Возможно, что только благопристойному чинному немцу кажется смешным, когда славный художник, гонится за своим предметом запыхавшись, тяжело дыша, словно распалившаяся борзая, преследующая дичь. Я тщетно пытался передать все значение французского слова haleter [11]11
Задыхаться, запыхаться, спешить, задыхаясь (франц.).
[Закрыть], – даже несколько разных слов не могут описать его. Все же я полагаю, что можно с достаточной уверенностью утверждать, что ни Рафаэль, писавший «Мессу в Больсене», ни Корреджо перед своим «Святым Иеронимом», ни Тициан перед «Святым Петром», ни Паоло Веронезе перед «Браком в Кане» не сидели, раскрыв рот, сопя, кряхтя, задыхаясь, стеная. Так что это, пожалуй, чисто французская ужимка, от которой сия жизнерадостная нация не всегда может удержаться даже в самых серьезных делах.

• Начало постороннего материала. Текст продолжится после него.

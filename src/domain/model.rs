use crate::domain::error::MenuError;
use chrono::{DateTime, Utc};
use serde::{Deserialize, Serialize};
use std::collections::BTreeMap;
use std::future::Future;
use std::sync::Arc;
use tokio::sync::OnceCell;

// 营养成分: 名称 -> 数值 (如 "Calories" -> "250")
pub type NutritionFacts = BTreeMap<String, String>;

// hall -> period -> category -> food
pub type CategoryMenu = BTreeMap<String, Arc<ItemRecord>>;
pub type PeriodMenu = BTreeMap<String, CategoryMenu>;
pub type HallMenu = BTreeMap<String, Arc<PeriodMenu>>;
pub type MenuStore = BTreeMap<String, Arc<HallMenu>>;

/// Opaque identifiers the upstream site hands out per menu entry.
///
/// They carry no meaning here beyond being echoed back to the nutrition
/// endpoint.
#[derive(Debug, Clone, Default, PartialEq, Eq, Serialize, Deserialize)]
pub struct ItemTokens {
    pub recipe_id: String,
    pub menu_id: String,
    pub location: String,
}

impl ItemTokens {
    pub fn new(
        recipe_id: impl Into<String>,
        menu_id: impl Into<String>,
        location: impl Into<String>,
    ) -> Self {
        Self {
            recipe_id: recipe_id.into(),
            menu_id: menu_id.into(),
            location: location.into(),
        }
    }

    /// All three tokens are present, so a nutrition lookup can be attempted.
    pub fn is_complete(&self) -> bool {
        !self.recipe_id.is_empty() && !self.menu_id.is_empty() && !self.location.is_empty()
    }
}

/// One food item inside a menu snapshot.
///
/// Nutrition facts are written at most once. Every reader holding the same
/// snapshot shares the record, so a lookup done for one caller is seen by all
/// of them. A new snapshot carries new records with empty nutrition.
#[derive(Debug)]
pub struct ItemRecord {
    tokens: ItemTokens,
    nutrition: OnceCell<NutritionFacts>,
}

impl ItemRecord {
    pub fn new(tokens: ItemTokens) -> Self {
        Self {
            tokens,
            nutrition: OnceCell::new(),
        }
    }

    pub fn tokens(&self) -> &ItemTokens {
        &self.tokens
    }

    pub fn nutrition_fetched(&self) -> bool {
        self.nutrition.initialized()
    }

    pub fn nutrition(&self) -> Option<&NutritionFacts> {
        self.nutrition.get()
    }

    /// Returns the stored facts, running `fetch` first if none are stored.
    ///
    /// Concurrent callers wait on the same fetch. An error leaves the record
    /// unfetched so the next caller tries again.
    pub async fn nutrition_or_fetch<F, Fut>(&self, fetch: F) -> Result<&NutritionFacts, MenuError>
    where
        F: FnOnce() -> Fut,
        Fut: Future<Output = Result<NutritionFacts, MenuError>>,
    {
        self.nutrition.get_or_try_init(fetch).await
    }
}

/// Cookies captured from the session handshake, replayed on nutrition requests.
#[derive(Debug, Clone, Default, PartialEq, Eq)]
pub struct SessionCookies(Vec<(String, String)>);

impl SessionCookies {
    pub fn new(pairs: Vec<(String, String)>) -> Self {
        Self(pairs)
    }

    /// Collects `name=value` pairs from raw `Set-Cookie` header values,
    /// dropping attributes such as `Path` or `HttpOnly`.
    pub fn from_set_cookie<'a>(headers: impl IntoIterator<Item = &'a str>) -> Self {
        let pairs = headers
            .into_iter()
            .filter_map(|raw| {
                let pair = raw.split(';').next()?;
                let (name, value) = pair.split_once('=')?;
                let name = name.trim();
                if name.is_empty() {
                    return None;
                }
                Some((name.to_string(), value.trim().to_string()))
            })
            .collect();
        Self(pairs)
    }

    /// Parses a `Cookie` request header value (`a=1; b=2`).
    pub fn from_cookie_header(header: &str) -> Self {
        Self::from_set_cookie(header.split(';').filter(|pair| !pair.trim().is_empty()))
    }

    pub fn is_empty(&self) -> bool {
        self.0.is_empty()
    }

    pub fn pairs(&self) -> &[(String, String)] {
        &self.0
    }

    /// Value for a `Cookie` request header.
    pub fn header_value(&self) -> String {
        self.0
            .iter()
            .map(|(name, value)| format!("{}={}", name, value))
            .collect::<Vec<_>>()
            .join("; ")
    }
}

// 扁平化的菜品条目 (用于 foods 列表)
#[derive(Debug, Clone, PartialEq, Eq, Serialize, Deserialize)]
pub struct FoodEntry {
    pub name: String,
    pub category: String,
    pub hall: String,
    pub period: String,
}

#[derive(Debug, Clone, Serialize, Deserialize)]
pub struct RefreshSummary {
    pub halls: usize,
    pub items: usize,
    pub scraped_at: DateTime<Utc>,
}

#[derive(Debug, Clone, Serialize, Deserialize)]
pub struct CacheStatus {
    pub cached: bool,
    pub scraped_at: Option<DateTime<Utc>>,
    pub age_secs: Option<u64>,
    pub ttl_secs: u64,
    pub generation: u64,
    pub halls: usize,
    pub items: usize,
    pub enriched_items: usize,
    pub has_session: bool,
}

pub fn find_hall<'a>(store: &'a MenuStore, hall: &str) -> Result<&'a Arc<HallMenu>, MenuError> {
    store
        .get(hall)
        .ok_or_else(|| MenuError::not_found("hall", &[hall]))
}

pub fn find_period<'a>(
    store: &'a MenuStore,
    hall: &str,
    period: &str,
) -> Result<&'a Arc<PeriodMenu>, MenuError> {
    find_hall(store, hall)?
        .get(period)
        .ok_or_else(|| MenuError::not_found("period", &[hall, period]))
}

pub fn find_category<'a>(
    store: &'a MenuStore,
    hall: &str,
    period: &str,
    category: &str,
) -> Result<&'a CategoryMenu, MenuError> {
    find_period(store, hall, period)?
        .get(category)
        .ok_or_else(|| MenuError::not_found("category", &[hall, period, category]))
}

pub fn find_item<'a>(
    store: &'a MenuStore,
    hall: &str,
    period: &str,
    category: &str,
    food: &str,
) -> Result<&'a Arc<ItemRecord>, MenuError> {
    find_category(store, hall, period, category)?
        .get(food)
        .ok_or_else(|| MenuError::not_found("food item", &[hall, period, category, food]))
}

/// Iterates every item record in the store.
pub fn all_items(store: &MenuStore) -> impl Iterator<Item = &Arc<ItemRecord>> {
    store
        .values()
        .flat_map(|hall| hall.values())
        .flat_map(|period| period.values())
        .flat_map(|category| category.values())
}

Не многим лучше и нижеследующее.
«Перенеситесь, друг мой, в мастерскую художника, понаблюдайте его за работой и, если он симметрично расположит свои краски и их оттенки на палитре или если после четверти часа работы порядок этот не будет нарушен, можете смело сказать, что этот художник холоден и никогда не создаст ничего значительного. Такой художник подобен ученому, медлительному и тяжелому, который в поисках цитаты влезает на лесенку, берет в руки книгу и открывает ее, возвращается к своему письменному столу, выписывает нужную ему строку, вновь лезет на лесенку и кладет книгу на место. Иная повадка у гения».

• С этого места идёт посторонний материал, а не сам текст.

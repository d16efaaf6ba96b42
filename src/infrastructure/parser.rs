//! Markup parsing for the dining site.
//!
//! Page layout as served upstream:
//!
//! ```text
//! li.location-name                      hall
//!   div.location-title span.cafe-title  hall name
//!   li.preiod-name > span               period name (sic, upstream spelling)
//!     div.cat-name > span               category name
//!       ul.recipe-name li.recip > span  food name, tokens in data-* attributes
//! ```
//!
//! Every level is optional. A block that cannot be named is skipped and a
//! block without children becomes an empty map, so one broken hall never
//! blanks the rest of the menu.

use crate::domain::model::{ItemRecord, ItemTokens, MenuStore, NutritionFacts, PeriodMenu};
use crate::domain::traits::MenuParser;
use once_cell::sync::Lazy;
use scraper::{ElementRef, Html, Selector};
use std::collections::BTreeMap;
use std::sync::Arc;
use tracing::debug;

static HALL: Lazy<Selector> = Lazy::new(|| selector("li.location-name"));
static HALL_TITLE: Lazy<Selector> = Lazy::new(|| selector("div.location-title span.cafe-title"));
static PERIOD: Lazy<Selector> = Lazy::new(|| selector("li.preiod-name"));
static CATEGORY: Lazy<Selector> = Lazy::new(|| selector("div.cat-name"));
static RECIPE_LIST: Lazy<Selector> = Lazy::new(|| selector("ul.recipe-name"));
static RECIPE: Lazy<Selector> = Lazy::new(|| selector("li.recip"));

static SERVING_SIZE: Lazy<Selector> = Lazy::new(|| selector("span.serving-size"));
static NUTRITION_DETAILS: Lazy<Selector> = Lazy::new(|| selector("div.nutration-details"));
static ALLERGENS: Lazy<Selector> = Lazy::new(|| selector("div.allergens"));
static LIST_ITEM: Lazy<Selector> = Lazy::new(|| selector("li"));
static SPAN: Lazy<Selector> = Lazy::new(|| selector("span"));

fn selector(css: &str) -> Selector {
    Selector::parse(css).expect("static selector is valid")
}

/// Parser for the HTML served by the campus dining site
#[derive(Debug, Clone, Copy, Default)]
pub struct HtmlMenuParser;

impl MenuParser for HtmlMenuParser {
    fn parse_menu_document(&self, html: &str) -> MenuStore {
        let document = Html::parse_document(html);
        let mut halls: BTreeMap<String, BTreeMap<String, PeriodMenu>> = BTreeMap::new();

        for hall_el in document.select(&HALL) {
            let Some(hall_name) = hall_el
                .select(&HALL_TITLE)
                .next()
                .map(|title| clean_name(&stripped_text(title)))
                .filter(|name| !name.is_empty())
            else {
                debug!("skipping hall block without a title");
                continue;
            };

            let periods = halls.entry(hall_name).or_default();

            for period_el in hall_el.select(&PERIOD) {
                let Some(period_name) = child_span_name(period_el) else {
                    continue;
                };
                let categories = periods.entry(period_name).or_default();

                for category_el in period_el.select(&CATEGORY) {
                    let Some(category_name) = child_span_name(category_el) else {
                        continue;
                    };
                    let items = categories.entry(category_name).or_default();

                    let Some(recipe_list) = category_el.select(&RECIPE_LIST).next() else {
                        continue;
                    };

                    for item_el in recipe_list.select(&RECIPE) {
                        let Some(food_name) = child_span_name(item_el) else {
                            continue;
                        };
                        let attr = |name: &str| -> String {
                            item_el
                                .value()
                                .attr(name)
                                .unwrap_or_default()
                                .trim()
                                .to_string()
                        };
                        let tokens = ItemTokens::new(
                            attr("data-id"),
                            attr("data-menuid"),
                            attr("data-location"),
                        );
                        items.insert(food_name, Arc::new(ItemRecord::new(tokens)));
                    }
                }
            }
        }

        halls
            .into_iter()
            .map(|(hall, periods)| {
                let periods = periods
                    .into_iter()
                    .map(|(period, categories)| (period, Arc::new(categories)))
                    .collect();
                (hall, Arc::new(periods))
            })
            .collect()
    }

    fn parse_nutrition_fragment(&self, html: &str) -> NutritionFacts {
        let fragment = Html::parse_fragment(html);
        let mut facts = NutritionFacts::new();

        if let Some(serving) = fragment.select(&SERVING_SIZE).next() {
            let text = stripped_text(serving);
            facts.insert(
                "serving_size".to_string(),
                text.replace("Serving Size:", "").trim().to_string(),
            );
        }

        if let Some(details) = fragment.select(&NUTRITION_DETAILS).next() {
            for entry in details.select(&LIST_ITEM) {
                let text = stripped_text(entry);
                if let Some((key, value)) = text.split_once(':') {
                    let key = key.trim();
                    if !key.is_empty() {
                        facts.insert(key.to_string(), value.trim().to_string());
                    }
                }
            }
        }

        if let Some(span) = fragment
            .select(&ALLERGENS)
            .next()
            .and_then(|allergens| allergens.select(&SPAN).next())
        {
            facts.insert("allergens".to_string(), stripped_text(span));
        }

        facts
    }
}

/// Collapse whitespace runs and title-case each word.
///
/// A letter is upper-cased when it starts an alphabetic run, so
/// `"mac &  CHEESE"` becomes `"Mac & Cheese"`.
pub fn clean_name(text: &str) -> String {
    let collapsed = text.split_whitespace().collect::<Vec<_>>().join(" ");
    let mut out = String::with_capacity(collapsed.len());
    let mut in_word = false;

    for c in collapsed.chars() {
        if c.is_alphabetic() {
            if in_word {
                out.extend(c.to_lowercase());
            } else {
                out.extend(c.to_uppercase());
            }
            in_word = true;
        } else {
            out.push(c);
            in_word = false;
        }
    }

    out
}

// Trimmed text nodes glued together without separators
fn stripped_text(element: ElementRef<'_>) -> String {
    element.text().map(str::trim).collect()
}

// Name taken from the first direct <span> child; blank names count as missing
fn child_span_name(element: ElementRef<'_>) -> Option<String> {
    element
        .children()
        .filter_map(ElementRef::wrap)
        .find(|child| child.value().name() == "span")
        .map(|span| clean_name(&stripped_text(span)))
        .filter(|name| !name.is_empty())
}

Мы и сами раньше указывали, что художник обязан устранять материальную фактуру отдельных красителей с помощью продуманного смешивания, должен индивидуализировать цвет применительно к изображаемому предмету и соответственно строить колорит. Но рассудительный немец справедливо сомневается в том, что такую работу можно вести яростно и суматошно.
Правильная и аккуратная обработка красок
«Вообще гармония картины будет тем долговечней, чем уверенней мастер в действенности своей кисти, чем отважней, свободней его замысел, чем меньше он вымучивал краски, прикидывая то так, то этак, чем проще и задорнее их накладывал. Мы видим, как современные картины за короткий срок утрачивали свою внутреннюю согласованность и как очень старые картины вопреки времени сохраняют свежесть, силу и гармонию. Это преимущество кажется мне не столько результатом лучшего качества их красок, сколько вознаграждением за хороший метод работы».

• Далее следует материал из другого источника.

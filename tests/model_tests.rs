//! Item tokens, session cookies and path lookups

use dining_menu::domain::model::{find_item, ItemRecord, ItemTokens, MenuStore, SessionCookies};
use std::sync::Arc;

#[test]
fn test_tokens_completeness() {
    assert!(ItemTokens::new("1", "2", "a").is_complete());
    assert!(!ItemTokens::new("1", "", "a").is_complete());
    assert!(!ItemTokens::default().is_complete());
}

#[test]
fn test_cookies_from_set_cookie_headers() {
    let cookies = SessionCookies::from_set_cookie([
        "PHPSESSID=abc123; path=/; HttpOnly",
        "wp_lang=en_US; Secure",
        "=orphan",
        "no-equals-sign",
    ]);

    assert_eq!(
        cookies.pairs(),
        &[
            ("PHPSESSID".to_string(), "abc123".to_string()),
            ("wp_lang".to_string(), "en_US".to_string()),
        ]
    );
    assert_eq!(cookies.header_value(), "PHPSESSID=abc123; wp_lang=en_US");
    assert!(SessionCookies::default().is_empty());
}

#[test]
fn test_cookies_from_cookie_header() {
    let cookies = SessionCookies::from_cookie_header("PHPSESSID=abc123; wp_lang=en_US;");
    assert_eq!(cookies.header_value(), "PHPSESSID=abc123; wp_lang=en_US");
    assert!(SessionCookies::from_cookie_header("").is_empty());
}

#[tokio::test]
async fn test_record_fetch_error_leaves_cell_empty() {
    use dining_menu::domain::error::MenuError;
    use dining_menu::domain::model::NutritionFacts;

    let record = ItemRecord::new(ItemTokens::new("1", "2", "a"));

    let err = record
        .nutrition_or_fetch(|| async {
            Err::<NutritionFacts, _>(MenuError::UpstreamRejected { status: 403 })
        })
        .await
        .unwrap_err();
    assert!(matches!(err, MenuError::UpstreamRejected { status: 403 }));
    assert!(!record.nutrition_fetched());

    let facts = record
        .nutrition_or_fetch(|| async {
            let mut facts = NutritionFacts::new();
            facts.insert("Calories".to_string(), "90".to_string());
            Ok::<_, MenuError>(facts)
        })
        .await
        .unwrap();
    assert_eq!(facts.get("Calories").map(String::as_str), Some("90"));

    // Written once; later fetches are never run
    let again = record
        .nutrition_or_fetch(|| async {
            Err::<NutritionFacts, _>(MenuError::Config("fetch ran twice".to_string()))
        })
        .await
        .unwrap();
    assert_eq!(again.len(), 1);
}

#[test]
fn test_not_found_path() {
    let mut grill = std::collections::BTreeMap::new();
    grill.insert(
        "Burger".to_string(),
        Arc::new(ItemRecord::new(ItemTokens::default())),
    );
    let mut period = std::collections::BTreeMap::new();
    period.insert("Grill".to_string(), grill);
    let mut hall = std::collections::BTreeMap::new();
    hall.insert("Lunch".to_string(), Arc::new(period));
    let mut store = MenuStore::new();
    store.insert("Cafe 3".to_string(), Arc::new(hall));

    assert!(find_item(&store, "Cafe 3", "Lunch", "Grill", "Burger").is_ok());
    let err = find_item(&store, "Cafe 3", "Lunch", "Grill", "Tofu").unwrap_err();
    assert_eq!(err.to_string(), "food item not found: Cafe 3 > Lunch > Grill > Tofu");
    let err = find_item(&store, "Cafe 4", "Lunch", "Grill", "Burger").unwrap_err();
    assert_eq!(err.to_string(), "hall not found: Cafe 4");
}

Прекрасно и правильно сказано о важном и прекрасном деле. Почему же, старый друг, ты не всегда бываешь так согласен с правдой и с самим собой? Почему ты вынуждаешь нас приводить в заключение полуправду, парадоксальный абзац:
«Ах, друг мой, какое это сложное искусство – живопись. Я выражаю в одной фразе то, что художник с трудом набрасывает в течение недели, и горе его в том, что он знает, видит и чувствует подобно мне, но не может этого выразить и потому не знает удовлетворения; в том, что, влекомый чувством, он обманывается в своих возможностях и губит шедевр; он стоит, сам того не подозревая, на последней грани искусства».
Живопись, разумеется, очень далека от искусства красноречия, и если бы даже можно было допустить, что художник видит предметы так же, как оратор, то все же они пробуждают у него совсем иные стремления. Оратор поспешно переходит от предмета к предмету, от одного произведения искусства к другому, с тем чтобы о них думать, запоминать, обозревать, классифицировать, говорить об их особенностях. Художник, напротив, задерживается на одном определенном предмете, сочетается с ним любовью, отдает ему лучшие силы разума и сердца и воссоздает его вновь. Когда осуществляется это воссоздание, время не имеет значения, – ведь творит любовь. А разве любовник, когда он рядом с любимой, чувствует бег времени? Разве настоящий художник, работая, может замечать время? То, что тебя, оратор, пугает, – художнику дает счастье; там, где ты нетерпеливо хотел бы поспешить, он ощущает самое прекрасное успокоение.